EXERCISE OBJECTIVE - Your task is to find every line of the data that holds the string "crate" and copy it.

EXERCISE INPUTS -

- Opening Delimiter -

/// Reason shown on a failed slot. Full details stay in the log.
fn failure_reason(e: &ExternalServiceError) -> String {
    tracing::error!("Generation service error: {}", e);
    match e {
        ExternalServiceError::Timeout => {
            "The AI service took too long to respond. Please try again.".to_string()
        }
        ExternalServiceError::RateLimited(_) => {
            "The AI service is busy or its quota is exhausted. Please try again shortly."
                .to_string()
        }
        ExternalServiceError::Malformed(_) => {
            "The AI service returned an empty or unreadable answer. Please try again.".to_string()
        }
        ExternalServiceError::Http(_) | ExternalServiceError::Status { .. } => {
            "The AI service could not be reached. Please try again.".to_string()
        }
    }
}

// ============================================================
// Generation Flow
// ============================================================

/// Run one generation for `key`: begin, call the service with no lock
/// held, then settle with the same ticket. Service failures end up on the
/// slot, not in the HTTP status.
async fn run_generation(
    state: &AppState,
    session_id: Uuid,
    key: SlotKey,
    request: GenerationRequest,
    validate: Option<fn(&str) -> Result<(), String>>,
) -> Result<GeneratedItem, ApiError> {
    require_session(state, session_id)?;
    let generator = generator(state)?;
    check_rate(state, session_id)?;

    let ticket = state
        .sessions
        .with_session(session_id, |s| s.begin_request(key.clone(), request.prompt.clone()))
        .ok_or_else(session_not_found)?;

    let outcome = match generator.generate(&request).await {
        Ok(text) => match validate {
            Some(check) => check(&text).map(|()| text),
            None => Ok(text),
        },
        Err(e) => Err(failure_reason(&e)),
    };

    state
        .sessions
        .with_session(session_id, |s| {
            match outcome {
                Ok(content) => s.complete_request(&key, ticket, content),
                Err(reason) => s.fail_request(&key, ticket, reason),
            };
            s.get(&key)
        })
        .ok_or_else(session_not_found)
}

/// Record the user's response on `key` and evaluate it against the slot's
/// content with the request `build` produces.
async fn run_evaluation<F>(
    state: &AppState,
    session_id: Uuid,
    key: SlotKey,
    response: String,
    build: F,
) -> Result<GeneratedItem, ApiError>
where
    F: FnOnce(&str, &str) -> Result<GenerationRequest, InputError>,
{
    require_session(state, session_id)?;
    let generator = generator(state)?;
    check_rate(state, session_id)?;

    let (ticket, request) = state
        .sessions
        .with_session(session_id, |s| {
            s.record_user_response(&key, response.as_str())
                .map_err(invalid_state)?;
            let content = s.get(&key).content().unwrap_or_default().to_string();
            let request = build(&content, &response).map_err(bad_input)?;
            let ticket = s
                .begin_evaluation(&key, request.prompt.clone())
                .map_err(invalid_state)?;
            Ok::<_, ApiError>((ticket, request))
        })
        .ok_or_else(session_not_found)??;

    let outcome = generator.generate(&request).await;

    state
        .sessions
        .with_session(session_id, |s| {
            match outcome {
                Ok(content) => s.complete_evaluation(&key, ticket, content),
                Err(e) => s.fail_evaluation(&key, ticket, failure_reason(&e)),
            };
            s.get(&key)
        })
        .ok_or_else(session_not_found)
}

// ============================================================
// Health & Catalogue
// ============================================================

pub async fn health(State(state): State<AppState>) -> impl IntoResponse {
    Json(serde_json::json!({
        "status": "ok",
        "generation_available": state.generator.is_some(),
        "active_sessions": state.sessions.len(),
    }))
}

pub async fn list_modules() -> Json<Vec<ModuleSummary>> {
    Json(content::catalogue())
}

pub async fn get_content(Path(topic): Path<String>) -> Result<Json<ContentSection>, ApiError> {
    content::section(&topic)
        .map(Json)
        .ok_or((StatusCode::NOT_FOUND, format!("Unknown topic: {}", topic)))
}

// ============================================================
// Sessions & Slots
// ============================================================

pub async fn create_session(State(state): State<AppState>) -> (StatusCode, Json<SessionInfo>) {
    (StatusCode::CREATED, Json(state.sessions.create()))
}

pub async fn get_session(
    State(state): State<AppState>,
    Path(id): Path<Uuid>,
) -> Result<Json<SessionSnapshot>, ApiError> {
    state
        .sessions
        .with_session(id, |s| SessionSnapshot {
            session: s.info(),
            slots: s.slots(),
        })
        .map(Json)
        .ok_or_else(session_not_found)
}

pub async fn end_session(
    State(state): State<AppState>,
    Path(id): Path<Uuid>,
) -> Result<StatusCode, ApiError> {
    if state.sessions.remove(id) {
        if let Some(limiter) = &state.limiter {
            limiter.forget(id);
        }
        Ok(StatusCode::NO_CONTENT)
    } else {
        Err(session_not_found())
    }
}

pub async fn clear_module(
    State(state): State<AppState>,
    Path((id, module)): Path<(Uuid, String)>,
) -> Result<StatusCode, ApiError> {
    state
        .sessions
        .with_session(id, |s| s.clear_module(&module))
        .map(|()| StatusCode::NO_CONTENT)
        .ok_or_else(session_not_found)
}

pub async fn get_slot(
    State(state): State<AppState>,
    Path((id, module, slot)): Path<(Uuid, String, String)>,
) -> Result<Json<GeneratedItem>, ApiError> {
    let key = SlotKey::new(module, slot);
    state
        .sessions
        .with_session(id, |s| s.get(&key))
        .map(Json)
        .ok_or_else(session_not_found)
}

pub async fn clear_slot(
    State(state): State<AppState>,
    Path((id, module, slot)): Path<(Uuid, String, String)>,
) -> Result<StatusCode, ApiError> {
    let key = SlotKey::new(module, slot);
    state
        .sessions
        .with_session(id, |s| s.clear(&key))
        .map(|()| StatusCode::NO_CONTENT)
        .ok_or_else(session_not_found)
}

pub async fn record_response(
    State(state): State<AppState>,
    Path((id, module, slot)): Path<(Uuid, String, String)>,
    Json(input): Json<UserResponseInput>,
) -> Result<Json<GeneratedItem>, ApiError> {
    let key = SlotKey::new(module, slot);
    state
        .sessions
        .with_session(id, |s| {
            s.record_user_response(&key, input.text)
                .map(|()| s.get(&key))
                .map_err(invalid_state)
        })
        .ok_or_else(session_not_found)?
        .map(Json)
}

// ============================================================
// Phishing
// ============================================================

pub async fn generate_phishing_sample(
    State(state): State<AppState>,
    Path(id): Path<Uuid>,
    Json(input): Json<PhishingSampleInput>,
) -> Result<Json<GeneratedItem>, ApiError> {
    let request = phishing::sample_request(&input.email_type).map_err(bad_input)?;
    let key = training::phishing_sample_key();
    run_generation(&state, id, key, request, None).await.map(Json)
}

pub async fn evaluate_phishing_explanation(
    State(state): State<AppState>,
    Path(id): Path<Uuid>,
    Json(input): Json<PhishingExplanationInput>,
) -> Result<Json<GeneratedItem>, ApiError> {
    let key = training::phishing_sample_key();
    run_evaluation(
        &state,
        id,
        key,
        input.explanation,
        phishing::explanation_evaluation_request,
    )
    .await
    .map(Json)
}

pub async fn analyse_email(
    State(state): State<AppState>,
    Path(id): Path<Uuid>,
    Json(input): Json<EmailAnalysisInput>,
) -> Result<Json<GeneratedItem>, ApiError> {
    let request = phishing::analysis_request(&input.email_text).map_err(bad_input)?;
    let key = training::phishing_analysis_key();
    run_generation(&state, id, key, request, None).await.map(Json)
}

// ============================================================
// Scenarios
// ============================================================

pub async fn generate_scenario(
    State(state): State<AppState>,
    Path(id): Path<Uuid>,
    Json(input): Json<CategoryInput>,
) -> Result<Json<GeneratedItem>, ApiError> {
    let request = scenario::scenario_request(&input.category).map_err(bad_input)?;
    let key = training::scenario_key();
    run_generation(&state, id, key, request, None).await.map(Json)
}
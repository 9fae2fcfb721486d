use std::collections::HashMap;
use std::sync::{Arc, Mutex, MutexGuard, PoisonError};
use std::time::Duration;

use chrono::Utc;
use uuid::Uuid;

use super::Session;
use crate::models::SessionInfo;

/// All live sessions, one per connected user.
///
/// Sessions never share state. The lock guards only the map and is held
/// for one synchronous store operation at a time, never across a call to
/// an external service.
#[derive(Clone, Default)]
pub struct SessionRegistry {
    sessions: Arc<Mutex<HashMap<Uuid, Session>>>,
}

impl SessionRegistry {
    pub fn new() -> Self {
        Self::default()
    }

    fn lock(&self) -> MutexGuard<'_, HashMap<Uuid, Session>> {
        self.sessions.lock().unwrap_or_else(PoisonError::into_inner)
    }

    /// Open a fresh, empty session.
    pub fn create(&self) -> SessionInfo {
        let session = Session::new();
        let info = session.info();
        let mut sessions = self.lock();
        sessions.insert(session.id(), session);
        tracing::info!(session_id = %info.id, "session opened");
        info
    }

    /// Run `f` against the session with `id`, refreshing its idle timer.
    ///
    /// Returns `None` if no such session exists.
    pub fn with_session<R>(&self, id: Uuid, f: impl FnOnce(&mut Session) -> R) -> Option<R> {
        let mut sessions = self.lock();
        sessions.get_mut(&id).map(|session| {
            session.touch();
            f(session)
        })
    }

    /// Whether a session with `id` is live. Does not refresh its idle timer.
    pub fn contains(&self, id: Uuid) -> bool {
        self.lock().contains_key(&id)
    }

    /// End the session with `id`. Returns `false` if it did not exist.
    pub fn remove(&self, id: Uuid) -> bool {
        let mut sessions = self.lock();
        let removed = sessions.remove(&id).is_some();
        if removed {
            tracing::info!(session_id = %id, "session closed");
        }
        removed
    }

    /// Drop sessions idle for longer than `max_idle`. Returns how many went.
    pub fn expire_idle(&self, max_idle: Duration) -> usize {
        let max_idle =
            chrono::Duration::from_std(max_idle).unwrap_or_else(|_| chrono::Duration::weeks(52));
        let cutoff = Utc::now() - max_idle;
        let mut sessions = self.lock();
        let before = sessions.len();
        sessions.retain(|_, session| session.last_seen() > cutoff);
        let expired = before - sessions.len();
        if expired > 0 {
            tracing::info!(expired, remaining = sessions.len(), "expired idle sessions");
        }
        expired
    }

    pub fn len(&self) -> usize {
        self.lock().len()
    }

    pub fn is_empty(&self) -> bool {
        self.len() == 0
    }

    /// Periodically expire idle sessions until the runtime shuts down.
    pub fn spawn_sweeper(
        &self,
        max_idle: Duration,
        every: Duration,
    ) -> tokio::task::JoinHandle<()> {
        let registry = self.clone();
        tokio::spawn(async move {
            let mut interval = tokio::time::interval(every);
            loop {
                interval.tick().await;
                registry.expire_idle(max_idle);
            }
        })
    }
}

- Closing Delimiter -
- Opening Delimiter -

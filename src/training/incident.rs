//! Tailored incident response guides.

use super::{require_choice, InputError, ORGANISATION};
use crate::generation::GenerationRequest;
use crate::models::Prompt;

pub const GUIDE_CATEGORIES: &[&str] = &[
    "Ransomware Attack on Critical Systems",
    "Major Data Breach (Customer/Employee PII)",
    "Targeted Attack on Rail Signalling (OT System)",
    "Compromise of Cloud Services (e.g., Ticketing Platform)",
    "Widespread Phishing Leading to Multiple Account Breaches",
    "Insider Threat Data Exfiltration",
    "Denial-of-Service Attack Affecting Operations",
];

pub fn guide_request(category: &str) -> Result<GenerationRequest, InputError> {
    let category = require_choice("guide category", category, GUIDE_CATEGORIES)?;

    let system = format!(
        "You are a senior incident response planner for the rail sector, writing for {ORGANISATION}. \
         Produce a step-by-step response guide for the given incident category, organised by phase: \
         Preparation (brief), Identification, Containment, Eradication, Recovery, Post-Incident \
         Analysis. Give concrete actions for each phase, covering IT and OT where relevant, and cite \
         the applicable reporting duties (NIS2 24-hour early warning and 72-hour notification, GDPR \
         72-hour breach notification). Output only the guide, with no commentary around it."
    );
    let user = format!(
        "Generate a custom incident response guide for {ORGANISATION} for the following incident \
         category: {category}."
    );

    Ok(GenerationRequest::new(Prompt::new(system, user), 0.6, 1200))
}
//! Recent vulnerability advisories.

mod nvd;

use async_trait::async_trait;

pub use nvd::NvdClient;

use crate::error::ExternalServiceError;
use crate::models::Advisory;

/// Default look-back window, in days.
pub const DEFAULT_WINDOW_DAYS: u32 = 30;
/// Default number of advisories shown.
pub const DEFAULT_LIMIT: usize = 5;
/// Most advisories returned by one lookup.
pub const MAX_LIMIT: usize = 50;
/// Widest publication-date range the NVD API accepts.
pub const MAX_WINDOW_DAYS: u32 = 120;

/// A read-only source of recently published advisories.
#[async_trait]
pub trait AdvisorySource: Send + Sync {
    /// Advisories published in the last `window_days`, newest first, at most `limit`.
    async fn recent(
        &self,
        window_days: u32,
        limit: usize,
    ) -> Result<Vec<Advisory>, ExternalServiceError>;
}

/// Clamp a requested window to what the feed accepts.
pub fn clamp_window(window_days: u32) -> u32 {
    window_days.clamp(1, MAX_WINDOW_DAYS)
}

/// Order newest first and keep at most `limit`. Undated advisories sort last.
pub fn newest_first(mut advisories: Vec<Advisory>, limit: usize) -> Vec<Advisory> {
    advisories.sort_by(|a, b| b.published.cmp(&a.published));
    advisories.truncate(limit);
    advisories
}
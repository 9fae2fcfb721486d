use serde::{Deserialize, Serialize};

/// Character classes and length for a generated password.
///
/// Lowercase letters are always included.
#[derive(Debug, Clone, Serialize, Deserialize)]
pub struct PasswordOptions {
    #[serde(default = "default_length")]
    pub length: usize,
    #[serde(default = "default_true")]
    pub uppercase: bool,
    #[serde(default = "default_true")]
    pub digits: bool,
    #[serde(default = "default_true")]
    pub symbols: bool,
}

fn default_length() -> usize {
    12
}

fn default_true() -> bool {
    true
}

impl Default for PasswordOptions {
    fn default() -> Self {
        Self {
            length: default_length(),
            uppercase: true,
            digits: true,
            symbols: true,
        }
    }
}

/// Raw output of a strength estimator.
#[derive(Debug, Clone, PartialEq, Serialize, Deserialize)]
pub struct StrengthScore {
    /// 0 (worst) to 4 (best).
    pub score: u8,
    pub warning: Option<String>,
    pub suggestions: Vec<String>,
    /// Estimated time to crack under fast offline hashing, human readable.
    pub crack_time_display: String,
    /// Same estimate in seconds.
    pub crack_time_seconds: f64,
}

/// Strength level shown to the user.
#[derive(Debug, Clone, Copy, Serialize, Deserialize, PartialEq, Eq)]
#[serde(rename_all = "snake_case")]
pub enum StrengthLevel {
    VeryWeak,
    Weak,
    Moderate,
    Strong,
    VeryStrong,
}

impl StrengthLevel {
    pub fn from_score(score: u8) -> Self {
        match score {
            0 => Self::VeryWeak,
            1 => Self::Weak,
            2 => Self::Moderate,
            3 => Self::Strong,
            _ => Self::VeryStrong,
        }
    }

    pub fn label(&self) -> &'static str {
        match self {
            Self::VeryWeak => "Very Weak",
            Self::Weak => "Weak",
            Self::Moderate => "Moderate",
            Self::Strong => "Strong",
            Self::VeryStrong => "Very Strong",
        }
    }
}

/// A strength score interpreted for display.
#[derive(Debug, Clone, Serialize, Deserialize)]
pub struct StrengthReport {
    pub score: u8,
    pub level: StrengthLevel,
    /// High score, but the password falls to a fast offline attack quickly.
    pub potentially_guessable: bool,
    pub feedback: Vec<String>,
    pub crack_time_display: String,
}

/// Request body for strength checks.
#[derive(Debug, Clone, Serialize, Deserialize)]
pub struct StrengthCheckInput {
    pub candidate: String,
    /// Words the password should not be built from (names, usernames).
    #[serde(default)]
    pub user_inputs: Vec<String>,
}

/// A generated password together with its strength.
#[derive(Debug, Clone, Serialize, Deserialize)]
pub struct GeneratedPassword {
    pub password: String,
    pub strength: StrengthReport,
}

- Closing Delimiter -
- Opening Delimiter -

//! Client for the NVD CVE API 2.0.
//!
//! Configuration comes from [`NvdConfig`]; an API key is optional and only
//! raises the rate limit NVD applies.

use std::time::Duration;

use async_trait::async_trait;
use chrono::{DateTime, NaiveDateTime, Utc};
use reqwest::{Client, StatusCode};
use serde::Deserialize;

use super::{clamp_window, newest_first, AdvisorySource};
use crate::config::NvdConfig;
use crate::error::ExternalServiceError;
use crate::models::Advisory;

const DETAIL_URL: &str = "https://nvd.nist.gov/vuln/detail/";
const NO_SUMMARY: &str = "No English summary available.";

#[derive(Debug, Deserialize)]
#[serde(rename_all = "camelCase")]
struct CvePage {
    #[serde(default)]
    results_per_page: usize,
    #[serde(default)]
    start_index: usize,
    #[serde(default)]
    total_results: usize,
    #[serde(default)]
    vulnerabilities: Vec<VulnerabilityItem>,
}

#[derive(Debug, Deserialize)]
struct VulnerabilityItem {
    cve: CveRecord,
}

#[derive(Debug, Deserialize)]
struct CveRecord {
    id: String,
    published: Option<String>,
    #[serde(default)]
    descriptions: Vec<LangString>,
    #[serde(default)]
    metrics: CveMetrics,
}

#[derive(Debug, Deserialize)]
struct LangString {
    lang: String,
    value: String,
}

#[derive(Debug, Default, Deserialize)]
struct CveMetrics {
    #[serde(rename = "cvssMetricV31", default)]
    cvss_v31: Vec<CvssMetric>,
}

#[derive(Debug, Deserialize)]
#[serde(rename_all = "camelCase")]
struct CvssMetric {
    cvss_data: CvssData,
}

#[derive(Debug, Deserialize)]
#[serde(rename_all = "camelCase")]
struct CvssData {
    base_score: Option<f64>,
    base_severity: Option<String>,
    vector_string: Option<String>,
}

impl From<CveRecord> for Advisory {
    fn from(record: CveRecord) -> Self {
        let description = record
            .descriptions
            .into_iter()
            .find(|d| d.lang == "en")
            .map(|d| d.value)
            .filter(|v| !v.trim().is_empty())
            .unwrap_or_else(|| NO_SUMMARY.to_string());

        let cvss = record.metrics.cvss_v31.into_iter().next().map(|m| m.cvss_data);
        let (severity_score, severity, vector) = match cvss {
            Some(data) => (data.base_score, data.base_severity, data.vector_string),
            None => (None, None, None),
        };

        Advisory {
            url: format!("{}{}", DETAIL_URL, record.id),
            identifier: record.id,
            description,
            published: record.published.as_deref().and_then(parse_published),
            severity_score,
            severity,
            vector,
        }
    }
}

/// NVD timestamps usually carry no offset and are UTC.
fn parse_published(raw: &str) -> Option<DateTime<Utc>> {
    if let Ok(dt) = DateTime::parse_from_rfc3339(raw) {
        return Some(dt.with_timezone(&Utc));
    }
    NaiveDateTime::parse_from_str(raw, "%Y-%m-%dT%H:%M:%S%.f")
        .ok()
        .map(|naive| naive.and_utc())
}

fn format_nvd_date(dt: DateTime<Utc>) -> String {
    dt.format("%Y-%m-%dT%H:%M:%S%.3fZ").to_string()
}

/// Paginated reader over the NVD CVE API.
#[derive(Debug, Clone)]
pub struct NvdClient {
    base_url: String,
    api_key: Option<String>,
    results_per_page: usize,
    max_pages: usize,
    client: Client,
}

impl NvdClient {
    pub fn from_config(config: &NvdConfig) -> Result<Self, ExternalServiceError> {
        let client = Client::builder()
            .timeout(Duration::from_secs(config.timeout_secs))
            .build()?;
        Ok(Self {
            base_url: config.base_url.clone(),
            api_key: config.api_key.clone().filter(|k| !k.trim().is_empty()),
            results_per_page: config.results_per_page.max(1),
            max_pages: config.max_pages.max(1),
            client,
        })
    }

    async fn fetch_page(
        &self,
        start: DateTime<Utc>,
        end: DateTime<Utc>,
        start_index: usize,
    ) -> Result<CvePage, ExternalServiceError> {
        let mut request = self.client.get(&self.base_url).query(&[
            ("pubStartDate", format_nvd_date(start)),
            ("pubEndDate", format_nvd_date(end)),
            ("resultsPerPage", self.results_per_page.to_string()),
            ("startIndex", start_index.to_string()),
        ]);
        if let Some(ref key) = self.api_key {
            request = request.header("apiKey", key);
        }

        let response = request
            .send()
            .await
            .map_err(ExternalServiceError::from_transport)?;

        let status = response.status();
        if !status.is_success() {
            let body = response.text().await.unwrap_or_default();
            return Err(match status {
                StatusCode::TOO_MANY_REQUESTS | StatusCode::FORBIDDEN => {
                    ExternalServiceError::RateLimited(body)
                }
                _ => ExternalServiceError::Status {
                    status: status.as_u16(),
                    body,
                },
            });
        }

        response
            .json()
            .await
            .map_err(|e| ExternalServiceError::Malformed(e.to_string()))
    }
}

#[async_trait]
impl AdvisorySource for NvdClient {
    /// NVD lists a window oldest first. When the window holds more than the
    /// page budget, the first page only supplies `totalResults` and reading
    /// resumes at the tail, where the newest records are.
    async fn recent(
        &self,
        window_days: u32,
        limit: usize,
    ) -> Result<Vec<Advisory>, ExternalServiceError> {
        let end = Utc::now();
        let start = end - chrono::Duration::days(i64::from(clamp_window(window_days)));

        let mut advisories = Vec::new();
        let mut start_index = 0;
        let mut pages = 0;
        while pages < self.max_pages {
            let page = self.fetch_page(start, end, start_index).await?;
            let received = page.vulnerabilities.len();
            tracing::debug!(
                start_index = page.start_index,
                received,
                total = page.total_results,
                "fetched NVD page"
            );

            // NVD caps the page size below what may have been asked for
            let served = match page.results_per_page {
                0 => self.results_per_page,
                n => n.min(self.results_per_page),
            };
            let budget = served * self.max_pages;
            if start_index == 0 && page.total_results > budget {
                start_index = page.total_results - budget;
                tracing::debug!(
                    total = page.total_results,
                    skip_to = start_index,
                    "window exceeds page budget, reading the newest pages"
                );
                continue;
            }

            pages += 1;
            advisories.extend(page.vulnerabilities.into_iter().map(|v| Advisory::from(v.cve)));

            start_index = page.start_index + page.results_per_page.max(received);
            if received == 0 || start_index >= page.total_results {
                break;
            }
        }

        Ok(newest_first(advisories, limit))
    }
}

- Closing Delimiter -

RESPONSE FOR THIS EXERCISE -
use crate::models::SessionInfo;
use crate::generation::GenerationRequest;
use crate::models::Prompt;
use crate::error::ExternalServiceError;
use crate::models::Advisory;
use crate::config::NvdConfig;
use crate::error::ExternalServiceError;
use crate::models::Advisory;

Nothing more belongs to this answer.